O-Antigen Cluster of P. shigelloides O2

For the synthesis of UDP-L-FucNAc, FnlABC is reportedly involved in synthesizing O-polysaccharides in several species, e.g., in Salmonella O47, O48, and O61 (Liu et al., 2014). The set of orf12, orf13, and orf14 in the cluster of P. shigelloides O2 shares 93% identity with FnlA of P. shigelloides WP_010862887, 65 and 84% with FnlBC of E. coli, indicating the existence of a rare sugar, UDP-L-FucNAc. Rhamnose is widely present as a bacterial surface polysaccharide, and its biosynthesis pathway is well known to require four enzymes that are encoded by rmlABCD in the polysaccharide gene clusters of E. coli, Shigella, and Salmonella (Liu et al., 2008, 2014). For P. shigelloides O2, the set of orf5, orf6, and orf7 of P. shigelloides O2 shows around 90% identity to RmlBDA in E. coli, indicating the existence of another rare sugar, dTDP-L-Rha. The orf9 shows 39% identity to Wzx in Escherichia coli and the orf10 shows 40% identity to Wzy in Pseudomonas mucidolens. The set of wzx and wzy genes suggests the presence of Wzx/Wzy pathway related O-antigen processing. There are two GTs encoded by the orf11 and orf15, which share 37% identity with GT family 2 protein of Pseudomonas sp. NFR02, and 58% identity with GT/WbuB of Burkholderia territorii.

O-Antigen Cluster of P. shigelloides O10

The set of FnlABC in the cluster of P. shigelloides O10 shares 98% identity with FnlA of P. shigelloides, 63% identity with FnlB of E. coli, and 99% identity with FnlC of P. shigelloides, indicating the existence of the rare sugar, UDP-L-FucNAc. The function of Ugd is to convert UDP-Glc to UDP-GlcA. The orf7 shares more than 94% identity with Ugd in Shewanella algae. The orf6 shows 79% identity to Wzx in Shewanella decolorationis and the orf8 shows 32% identity to Wzy in Marinobacter sp. EN3. The set of wzx and wzy genes suggests the presence of Wzx/Wzy pathway related O-antigen processing. There are three GTs encoded by the orf9, orf10, and orf12 which share 40% identity with GT family 2 protein of Prosthecochloris sp. CIB 2401, 35% identity with GT family 1 protein of P. shigelloides, and 88% identity with GT of S. algae, respectively.

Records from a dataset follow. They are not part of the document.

// Copyright 2026 Layne Penney
// SPDX-License-Identifier: AGPL-3.0-or-later

//! Configuration loading from environment variables.

use crate::error::ConfigError;
use crate::event::Environment;

use super::types::ObserverConfig;

/// Prefix shared by every recognized environment variable.
pub const ENV_PREFIX: &str = "LLMSCOPE_";

/// Environment variables read by [`load_from_env`], in documentation order.
pub const ENV_VARS: &[&str] = &[
    "LLMSCOPE_API_KEY",
    "LLMSCOPE_TENANT_ID",
    "LLMSCOPE_PROJECT_ID",
    "LLMSCOPE_ENVIRONMENT",
    "LLMSCOPE_API_URL",
    "LLMSCOPE_MODE",
    "LLMSCOPE_SAMPLE_RATE",
    "LLMSCOPE_MAX_RESPONSE_CHARS",
    "LLMSCOPE_FLUSH_THRESHOLD",
    "LLMSCOPE_FLUSH_INTERVAL_MS",
    "LLMSCOPE_MAX_BATCH_SIZE",
    "LLMSCOPE_MAX_ATTEMPTS",
    "LLMSCOPE_REQUEST_TIMEOUT_MS",
];

/// Build a config from the process environment.
pub fn load_from_env() -> Result<ObserverConfig, ConfigError> {
    load_with(|name| std::env::var(name).ok())
}

/// Build a config from an arbitrary variable lookup.
///
/// Unset variables keep their defaults; set-but-unparseable ones are errors.
pub fn load_with<F>(lookup: F) -> Result<ObserverConfig, ConfigError>
where
    F: Fn(&str) -> Option<String>,
{
    let get = |suffix: &str| {
        lookup(&format!("{ENV_PREFIX}{suffix}"))
            .map(|v| v.trim().to_string())
            .filter(|v| !v.is_empty())
    };

    let mut config = ObserverConfig::default();

    config.api_key = get("API_KEY").ok_or_else(|| ConfigError::MissingField("LLMSCOPE_API_KEY".to_string()))?;
    config.tenant_id = get("TENANT_ID");
    config.project_id = get("PROJECT_ID");

    if let Some(env) = get("ENVIRONMENT") {
        let parsed = env
            .parse::<Environment>()
            .map_err(|e| ConfigError::invalid("LLMSCOPE_ENVIRONMENT", e.to_string()))?;
        config.environment = Some(parsed);
    }
    if let Some(url) = get("API_URL") {
        config.api_url = url;
    }
    if let Some(mode) = get("MODE") {
        config.mode = mode.parse()?;
    }
    if let Some(rate) = get("SAMPLE_RATE") {
        config.sample_rate = parse_num("LLMSCOPE_SAMPLE_RATE", &rate)?;
    }
    if let Some(v) = get("MAX_RESPONSE_CHARS") {
        config.max_response_chars = parse_num("LLMSCOPE_MAX_RESPONSE_CHARS", &v)?;
    }
    if let Some(v) = get("FLUSH_THRESHOLD") {
        config.flush_threshold = parse_num("LLMSCOPE_FLUSH_THRESHOLD", &v)?;
    }
    if let Some(v) = get("FLUSH_INTERVAL_MS") {
        config.flush_interval_ms = parse_num("LLMSCOPE_FLUSH_INTERVAL_MS", &v)?;
    }
    if let Some(v) = get("MAX_BATCH_SIZE") {
        config.max_batch_size = parse_num("LLMSCOPE_MAX_BATCH_SIZE", &v)?;
    }
    if let Some(v) = get("MAX_ATTEMPTS") {
        config.max_attempts = parse_num("LLMSCOPE_MAX_ATTEMPTS", &v)?;
    }
    if let Some(v) = get("REQUEST_TIMEOUT_MS") {
        config.request_timeout_ms = parse_num("LLMSCOPE_REQUEST_TIMEOUT_MS", &v)?;
    }

    Ok(config)
}

fn parse_num<T>(field: &str, raw: &str) -> Result<T, ConfigError>
where
    T: std::str::FromStr,
    T::Err: std::fmt::Display,
{
    raw.parse::<T>()
        .map_err(|e| ConfigError::invalid(field, format!("'{raw}': {e}")))
}

#[cfg(test)]
mod tests {
    use super::*;
    use crate::config::Mode;
    use std::collections::HashMap;

    fn lookup(vars: &[(&str, &str)]) -> impl Fn(&str) -> Option<String> {
        let map: HashMap<String, String> = vars
            .iter()
            .map(|(k, v)| (k.to_string(), v.to_string()))
            .collect();
        move |name| map.get(name).cloned()
    }

    #[test]
    fn test_env_vars_share_prefix() {
        assert!(ENV_VARS.iter().all(|v| v.starts_with(ENV_PREFIX)));
    }

    #[test]
    fn test_load_requires_api_key() {
        let err = load_with(lookup(&[])).unwrap_err();
        assert!(matches!(err, ConfigError::MissingField(_)));

        let err = load_with(lookup(&[("LLMSCOPE_API_KEY", "   ")])).unwrap_err();
        assert!(matches!(err, ConfigError::MissingField(_)));
    }

    #[test]
    fn test_load_all_fields() {
        let config = load_with(lookup(&[
            ("LLMSCOPE_API_KEY", "sk-1"),
            ("LLMSCOPE_TENANT_ID", "t"),
            ("LLMSCOPE_PROJECT_ID", "p"),
            ("LLMSCOPE_ENVIRONMENT", "prod"),
            ("LLMSCOPE_API_URL", "http://localhost:9000"),
            ("LLMSCOPE_MODE", "development"),
            ("LLMSCOPE_SAMPLE_RATE", "0.5"),
            ("LLMSCOPE_MAX_RESPONSE_CHARS", "1000"),
            ("LLMSCOPE_FLUSH_THRESHOLD", "10"),
            ("LLMSCOPE_FLUSH_INTERVAL_MS", "250"),
            ("LLMSCOPE_MAX_BATCH_SIZE", "20"),
            ("LLMSCOPE_MAX_ATTEMPTS", "5"),
            ("LLMSCOPE_REQUEST_TIMEOUT_MS", "1500"),
        ]))
        .unwrap();

        assert_eq!(config.api_key, "sk-1");
        assert_eq!(config.tenant_id.as_deref(), Some("t"));
        assert_eq!(config.environment, Some(Environment::Prod));
        assert_eq!(config.api_url, "http://localhost:9000");
        assert_eq!(config.mode, Mode::Development);
        assert_eq!(config.sample_rate, 0.5);
        assert_eq!(config.max_response_chars, 1000);
        assert_eq!(config.flush_threshold, 10);
        assert_eq!(config.flush_interval_ms, 250);
        assert_eq!(config.max_batch_size, 20);
        assert_eq!(config.max_attempts, 5);
        assert_eq!(config.request_timeout_ms, 1500);
    }

    #[test]
    fn test_load_rejects_bad_numbers() {
        let err = load_with(lookup(&[
            ("LLMSCOPE_API_KEY", "sk-1"),
            ("LLMSCOPE_SAMPLE_RATE", "often"),
        ]))
        .unwrap_err();
        assert!(err.to_string().contains("LLMSCOPE_SAMPLE_RATE"));
    }

    #[test]
    fn test_load_rejects_bad_environment() {
        let err = load_with(lookup(&[
            ("LLMSCOPE_API_KEY", "sk-1"),
            ("LLMSCOPE_ENVIRONMENT", "staging"),
        ]))
        .unwrap_err();
        assert!(matches!(err, ConfigError::InvalidValue { .. }));
    }
}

O-Antigen Cluster of P. shigelloides O12

There is no rare sugar in the cluster of P. shigelloides O12. The function of Glf is to convert UDP-Gal to UDP-Galf. The orf6 in the cluster shares 79% identity with the corresponding gene of Klebsiella pneumoniae. The set of wzm and wzt genes suggests the presence of ABC transporter pathway related O-antigen processing. There are three GTs encoded by the orf5, orf7, and orf10 which share 50% identity with GT/WbbN of Serratia liquefaciens, 67% identity with GT/WbbM of K. pneumoniae subsp. rhinoscleromatis SB3432, and 57% identity with GT/WbbO of Serratia sp. Leaf50, respectively.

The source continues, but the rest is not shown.